§ **What the task asks**: As the lines appear below, please set them down exactly, starting at the first and finishing with the one containing "pub mod boundary;".
Input for this task Start Marker
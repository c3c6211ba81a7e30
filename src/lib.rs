//! Nested set (`lft`/`rgt` interval) trees.
//!
//! Every node carries two boundaries such that a descendant's interval lies
//! strictly inside its ancestor's, so ancestor, descendant and subtree queries
//! are single range scans. [`NestedSetRepository`] keeps that encoding intact
//! under inserts, moves and deletes, rebuilds trees from flat parent lists and
//! detects or repairs corruption.
//!
//! Storage is abstracted behind [`NodeStore`]: [`MemoryStore`] keeps trees in
//! process memory, [`PostgresStore`] drives a SeaORM entity deriving
//! [`NestedSetModel`].

pub mod boundary;
pub mod builder;
pub mod column;
pub mod config;
pub mod error;
pub mod lock;
pub mod mutator;
pub mod node;
pub mod query;
pub mod rebuild;
pub mod repository;
pub mod store;
pub mod traits;
pub mod validate;

pub mod prelude {
    //! Convenient re-exports for consumers.
    pub use crate::config::{AdvisoryLockStrategy, NestedSetConfig, NestedSetOptions, RootPolicy};
    pub use crate::mutator::{DeleteMode, Placement};
    pub use crate::node::{FlatNode, Node, NodeId, Scope, ScopeValue, TreeNode};
    pub use crate::repository::NestedSetRepository;
    pub use crate::store::{MemoryStore, NodeStore, PostgresStore, StoreTransaction};
    pub use crate::traits::NestedSetModel;
}

#[doc(hidden)]
pub mod __private {
    pub use chrono::{DateTime, Utc};
    pub use once_cell::sync::Lazy;
}

pub use nested_set_macros::NestedSetModel as NestedSetModelDerive;
#[doc(hidden)]
pub use nested_set_macros::NestedSetModel;

pub use builder::{assign_boundaries, BuildOptions, CyclePolicy, Layout, OrphanPolicy};
pub use config::{
    AdvisoryLockKey, AdvisoryLockStrategy, NestedSetConfig, NestedSetOptions, RootPolicy,
};
pub use error::NestedSetError;
pub use mutator::{DeleteMode, Placement};
pub use node::{Boundary, FlatNode, Node, NodeId, NodeSlot, Scope, ScopeValue, TreeNode};
pub use rebuild::RebuildReport;
pub use repository::NestedSetRepository;
pub use store::{MemoryStore, NodeStore, PostgresStore, StoreTransaction};
pub use traits::NestedSetModel;
pub use validate::ErrorCounts;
Input for this task End Marker
§ **Exercise answer**:
repository c3c6211ba81a7e30
filename src/lib.rs
//! Nested set (`lft`/`rgt` interval) trees.
//!
//! Every node carries two boundaries such that a descendant's interval lies
//! strictly inside its ancestor's, so ancestor, descendant and subtree queries
//! are single range scans. [`NestedSetRepository`] keeps that encoding intact
//! under inserts, moves and deletes, rebuilds trees from flat parent lists and
//! detects or repairs corruption.
//!
//! Storage is abstracted behind [`NodeStore`]: [`MemoryStore`] keeps trees in
//! process memory, [`PostgresStore`] drives a SeaORM entity deriving
//! [`NestedSetModel`].

pub mod boundary;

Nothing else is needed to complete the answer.